Покорят ли девушки этих европейцев — или вернутся в гарем стыдливыми девицами?
Но главное — и Кекем читала это в сердце каждой из приехавших сюда — им вдруг и впрямь захотелось очаровать этих мужчин. Они были… чудесными, хоть двое из них — насмешник, прозывающий себя графом, и тот, серьёзный, Филипп, казались такими неприступными, что поневоле жаждалось вызвать улыбку на их лицах и добиться ласкового взгляда. Ирис дождалась первых ритмичных ударов барабанчика, грациозно и плавно, как учили, поднялась, скинула туфли — и вышла на свободное пространство в центре залы.
Ах, вино, это коварное вино! Конечно, это оно наделило её сейчас необычайной лёгкостью и гибкостью, и вовсе не при чём свинцовые браслеты, придавшие на занятиях столько сил рукам и ногам, и уроки Айлин-ханум, что заставляла недостаточно упорную Кекем по сотне раз повторять те или иные движения, доводя каждый жест до немыслимой выверенности, до совершенства… Если бы сейчас на голове у танцовщицы стоял кувшин с водой — она в самом бурном кружении не разлила бы ни капли.

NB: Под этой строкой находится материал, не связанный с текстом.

//! Run configuration for the feature preprocessing pipeline

use std::path::{Path, PathBuf};

use serde::{Deserialize, Serialize};

use crate::constants::{
    ALL_SPLITS, CHUNKLEN_SECONDS, DATASET_NAME, MEL_BINS, MEL_FMAX, MEL_FMIN, NUM_MIDI_VALUES,
    ROLL_HEIGHT, STFT_HOPSIZE, STFT_WINSIZE, STORE_EXT, TARGET_SAMPLE_RATE,
};
use crate::error::{PrepError, PrepResult};
use crate::store::Compression;

/// Main configuration structure
#[derive(Debug, Clone, PartialEq, Serialize, Deserialize)]
#[serde(default)]
pub struct Config {
    /// Root directory of the dataset, holding the CSV index and the WAV/MIDI files
    pub input_path: PathBuf,
    /// Where the stores are written. Created if missing.
    pub output_dir: PathBuf,
    pub dataset_name: String,
    pub splits: Vec<String>,

    pub target_sr: u32,
    pub stft_winsize: usize,
    pub stft_hopsize: usize,
    pub melbins: usize,
    pub mel_fmin: u32,
    pub mel_fmax: u32,

    /// Extend released notes while the sustain pedal is down
    pub midi_sus_extend: bool,

    /// Target length of a persisted chunk. Should be a bit larger than the
    /// training chunk length.
    pub chunklen_seconds: f32,
    pub compression: Compression,
    /// Only compute the piano rolls
    pub ignore_mel: bool,
}

impl Default for Config {
    fn default() -> Self {
        Self {
            input_path: Path::new("data").join(DATASET_NAME),
            output_dir: PathBuf::from("data"),
            dataset_name: DATASET_NAME.to_string(),
            splits: ALL_SPLITS.iter().map(|s| s.to_string()).collect(),
            target_sr: TARGET_SAMPLE_RATE,
            stft_winsize: STFT_WINSIZE,
            stft_hopsize: STFT_HOPSIZE,
            melbins: MEL_BINS,
            mel_fmin: MEL_FMIN,
            mel_fmax: MEL_FMAX,
            midi_sus_extend: true,
            chunklen_seconds: CHUNKLEN_SECONDS,
            compression: Compression::Zstd,
            ignore_mel: false,
        }
    }
}

impl Config {
    /// Seconds per spectrogram frame, also the piano-roll quantization step.
    pub fn quant_secs(&self) -> f64 {
        self.stft_hopsize as f64 / self.target_sr as f64
    }

    /// Columns per persisted chunk, used for both data and metadata.
    pub fn data_chunk_length(&self) -> usize {
        ((self.chunklen_seconds as f64 / self.quant_secs()).round() as usize).max(1)
    }

    pub fn roll_height(&self) -> usize {
        ROLL_HEIGHT
    }

    pub fn mel_store_path(&self) -> PathBuf {
        self.output_dir.join(mel_store_basename(
            &self.dataset_name,
            self.target_sr,
            self.stft_winsize,
            self.stft_hopsize,
            self.melbins,
            self.mel_fmin,
            self.mel_fmax,
        ))
    }

    pub fn roll_store_path(&self) -> PathBuf {
        self.output_dir.join(roll_store_basename(
            &self.dataset_name,
            self.quant_secs(),
            NUM_MIDI_VALUES,
            self.midi_sus_extend,
        ))
    }
}

/// Store filename carrying every log-mel parameter, so the file can be
/// traced back to how it was computed.
pub fn mel_store_basename(
    dataset_name: &str,
    sample_rate: u32,
    winsize: usize,
    hopsize: usize,
    melbins: usize,
    fmin: u32,
    fmax: u32,
) -> String {
    format!(
        "{dataset_name}_logmel_sr{sample_rate}_win{winsize}_hop{hopsize}_mel{melbins}_fmin{fmin}_fmax{fmax}.{STORE_EXT}"
    )
}

pub fn roll_store_basename(dataset_name: &str, quant_secs: f64, num_keys: usize, sus_extend: bool) -> String {
    let sus = if sus_extend { "sus" } else { "nosus" };
    format!("{dataset_name}_roll_quant{quant_secs:.6}_keys{num_keys}_{sus}.{STORE_EXT}")
}

/// Check parameter consistency
pub fn validate_config(config: &Config) -> PrepResult<()> {
    let bail = |msg: String| Err(PrepError::Config(msg));

    if config.target_sr == 0 || config.stft_winsize == 0 || config.stft_hopsize == 0 || config.melbins == 0 {
        return bail("target_sr, stft_winsize, stft_hopsize and melbins must be positive".to_string());
    }
    if config.stft_hopsize > config.stft_winsize {
        return bail(format!(
            "stft_hopsize ({}) must not exceed stft_winsize ({})",
            config.stft_hopsize, config.stft_winsize
        ));
    }
    if config.mel_fmin >= config.mel_fmax {
        return bail(format!("mel_fmin ({}) must be < mel_fmax ({})", config.mel_fmin, config.mel_fmax));
    }
    if config.mel_fmax > config.target_sr / 2 {
        return bail(format!("mel_fmax ({}) is above Nyquist for {} Hz", config.mel_fmax, config.target_sr));
    }
    if config.chunklen_seconds.is_nan() || config.chunklen_seconds <= 0.0 {
        return bail(format!("chunklen_seconds must be positive, got {}", config.chunklen_seconds));
    }
    if config.splits.is_empty() {
        return bail("at least one split is required".to_string());
    }
    if let Some(unknown) = config.splits.iter().find(|s| !ALL_SPLITS.contains(&s.as_str())) {
        return bail(format!("unknown split {unknown:?}, expected one of {ALL_SPLITS:?}"));
    }
    Ok(())
}

/// Load configuration from JSON file
pub fn load_config<P: AsRef<Path>>(path: P) -> PrepResult<Config> {
    let content = std::fs::read_to_string(path)?;
    let config: Config = serde_json::from_str(&content)?;
    validate_config(&config)?;
    Ok(config)
}

#[cfg(test)]
mod tests {
    use super::*;

    #[test]
    fn test_derived_defaults() {
        let config = Config::default();
        assert!((config.quant_secs() - 0.024).abs() < 1e-12);
        assert_eq!(config.data_chunk_length(), 333);
        assert_eq!(config.roll_height(), 179);
        assert!(validate_config(&config).is_ok());
    }

    #[test]
    fn test_store_basenames() {
        let config = Config::default();
        assert_eq!(
            config.mel_store_path(),
            Path::new("data").join("PuDoMS1_logmel_sr16000_win2048_hop384_mel229_fmin50_fmax8000.fstore")
        );
        assert_eq!(
            config.roll_store_path(),
            Path::new("data").join("PuDoMS1_roll_quant0.024000_keys88_sus.fstore")
        );
        assert_eq!(roll_store_basename("X", 0.01, 88, false), "X_roll_quant0.010000_keys88_nosus.fstore");
    }

    #[test]
    fn test_partial_json_keeps_defaults() {
        let config: Config = serde_json::from_str(r#"{"stft_hopsize": 160, "ignore_mel": true}"#).unwrap();
        assert_eq!(config.stft_hopsize, 160);
        assert!(config.ignore_mel);
        assert_eq!(config.melbins, 229);
        assert_eq!(config.compression, Compression::Zstd);
    }

    #[test]
    fn test_rejects_bad_values() {
        let mut config = Config { mel_fmin: 9_000, ..Config::default() };
        assert!(validate_config(&config).is_err());

        config = Config { mel_fmax: 10_000, ..Config::default() };
        assert!(validate_config(&config).is_err());

        config = Config { stft_hopsize: 4096, ..Config::default() };
        assert!(validate_config(&config).is_err());

        config = Config { chunklen_seconds: 0.0, ..Config::default() };
        assert!(validate_config(&config).is_err());

        config = Config { splits: vec!["dev".to_string()], ..Config::default() };
        assert!(matches!(validate_config(&config), Err(PrepError::Config(_))));
    }

    #[test]
    fn test_load_config_from_file() {
        let dir = tempfile::tempdir().unwrap();
        let path = dir.path().join("config.json");
        std::fs::write(&path, r#"{"splits": ["test"], "midi_sus_extend": false}"#).unwrap();
        let config = load_config(&path).unwrap();
        assert_eq!(config.splits, vec!["test".to_string()]);
        assert!(!config.midi_sus_extend);
    }
}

Как же легко без браслетов!
Не вино, а свобода ударила ей в голову. И заставила плыть в танце с такой грацией, что даже Филипп де Камилле, над невозмутимостью которого вечно подтрунивали приятели, безотрывно смотрел на рыжеволосую деву, что на их глазах из нескладного подростка превратилась в воздушную фею, кружащуюся на цветочном лугу-ковре.
Звякал бубен в поднятой руке, перекликаясь с ритмичными ударами барабанчика и нежными переборами лютни, трелями флейты и цокотом гишпанских кастаньет в руках Ильхам. Словно извиняясь за свою недавнюю выходку, она первой вышла поддержать Кекем, а через несколько минут к ней присоединилась и Рима. И хотя наставницей танцев у девушек из соседнего гаремного зала была не Луноликая — должно быть, их души в тот момент настроились на единую мелодию, а потому — тела вытанцовывали слаженно, гармонично, услаждая взгляд и даруя невиданное наслаждение зрителям.
Под затихающую музыку девушки обходили восхищённых хозяев, даря каждому традиционный поклон. Раскрасневшаяся Рима хотела было пристроиться на прежнее место рядом с консулом, но тот вдруг, ловко перехватив её за талию, усадил себе на колени. Тонко улыбнувшись, протянул смущённой красавице чашу с апельсиновым шербетом и продекламировал:
— В чужой цветущий сад вошёл я, дерзновенный,
И замер восхищён красою сокровенной.
Склонилась лилия ко мне и прошептала:
Ах, настоящий миг — лишь танца миг мгновенный!
И добавил непонятно: — Браво! Брависсимо!
Мужчины дружно захлопали в ладоши и засмеялись.
— Вот это да! — откровенно зубоскалил Лебюэль, — наш суровый Агамемнон изволит, оказывается, втайне от всех баловаться виршами бессмертного Омара! Чего ещё мы о тебе не знаем? Уел так уел!